About this task: Across the records, find how many lines include the string "clean" and answer with only the figure.

Records for processing:
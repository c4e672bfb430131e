use anyhow::{Context, Result};
use clap::Parser;
use colored::Colorize;
use std::fs;

use shellgate::{replay_frames, BridgeConfig, Cli, Commands, ConnectionState, ReplayOptions};
use shellgate_terminal::{strip_control_sequences, translate, KeyAction, Modifiers};

fn main() -> Result<()> {
    // Load environment variables from .env file if it exists
    dotenvy::dotenv().ok();
    env_logger::init();

    let cli = Cli::parse();
    let config = BridgeConfig::load_or_default(cli.config.as_deref())?;

    match cli.command {
        Commands::Strip { input, output } => {
            let raw = fs::read(&input).with_context(|| format!("Failed to read {}", input.display()))?;
            let clean = strip_control_sequences(&String::from_utf8_lossy(&raw));
            match output {
                Some(path) => {
                    fs::write(&path, clean).with_context(|| format!("Failed to write {}", path.display()))?;
                    println!("{} {}", "Wrote".green(), path.display());
                }
                None => print!("{}", clean),
            }
        }
        Commands::Keys {
            value,
            ctrl,
            alt,
            shift,
            special,
        } => {
            let action = if special {
                KeyAction::special(value.as_str())
            } else {
                KeyAction::char(value.as_str()).with_modifiers(Modifiers { shift, ctrl, alt })
            };
            let payload = translate(&action);
            println!("{} {}", value.cyan(), payload.escaped().bold());
        }
        Commands::Replay { frames, record, out } => {
            let input = fs::read_to_string(&frames)
                .with_context(|| format!("Failed to read {}", frames.display()))?;
            let report = replay_frames(config, &input, &ReplayOptions { record, out_dir: out })?;

            println!("{}", "─".repeat(40).dimmed());
            print!("{}", report.screen);
            println!("{}", "─".repeat(40).dimmed());

            let state = match report.state {
                ConnectionState::Connected => report.state.as_str().green(),
                ConnectionState::Connecting => report.state.as_str().yellow(),
                ConnectionState::Error | ConnectionState::Disconnected => report.state.as_str().red(),
            };
            println!("{} {} ({})", "State:".bold(), state, report.status);
            println!(
                "{} {} frames, {} dropped",
                "Input:".bold(),
                report.frames,
                report.dropped
            );
            for event in &report.outbound {
                println!("  {} {}", "→".blue(), serde_json::to_string(&event.to_frame())?);
            }
            if let Some(path) = report.transcript_path {
                println!("{} {}", "Transcript:".bold(), path.display());
            }
        }
    }

    Ok(())
}
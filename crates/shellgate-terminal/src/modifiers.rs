use crate::keys::{KeyAction, KeyKind, Modifiers};

#[derive(Debug, Clone, Copy, PartialEq, Eq)]
pub enum Modifier {
    Shift,
    Ctrl,
    Alt,
}

/// Latched modifier buttons of the on-screen keyboard.
///
/// Ctrl and Alt are one-shot: they apply to the next character and then
/// release. Shift stays latched unless `sticky_shift` is off.
#[derive(Debug, Clone, Default)]
pub struct ModifierLatch {
    active: Modifiers,
    sticky_shift: bool,
}

impl ModifierLatch {
    pub fn new(sticky_shift: bool) -> Self {
        Self {
            active: Modifiers::NONE,
            sticky_shift,
        }
    }

    pub fn active(&self) -> Modifiers {
        self.active
    }

    /// Flip one modifier; Ctrl and Alt exclude each other
    pub fn toggle(&mut self, modifier: Modifier) {
        match modifier {
            Modifier::Shift => self.active.shift = !self.active.shift,
            Modifier::Ctrl => {
                self.active.ctrl = !self.active.ctrl;
                self.active.alt = false;
            }
            Modifier::Alt => {
                self.active.alt = !self.active.alt;
                self.active.ctrl = false;
            }
        }
    }

    pub fn clear(&mut self) {
        self.active = Modifiers::NONE;
    }

    /// Attach the latched modifiers to `action` and release the one-shot ones.
    ///
    /// Named keys neither receive nor consume the latch.
    pub fn apply(&mut self, mut action: KeyAction) -> KeyAction {
        if action.kind == KeyKind::Special {
            return action;
        }
        action.modifiers = action.modifiers.union(self.active);
        self.active.ctrl = false;
        self.active.alt = false;
        if !self.sticky_shift {
            self.active.shift = false;
        }
        action
    }
}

Task response: 3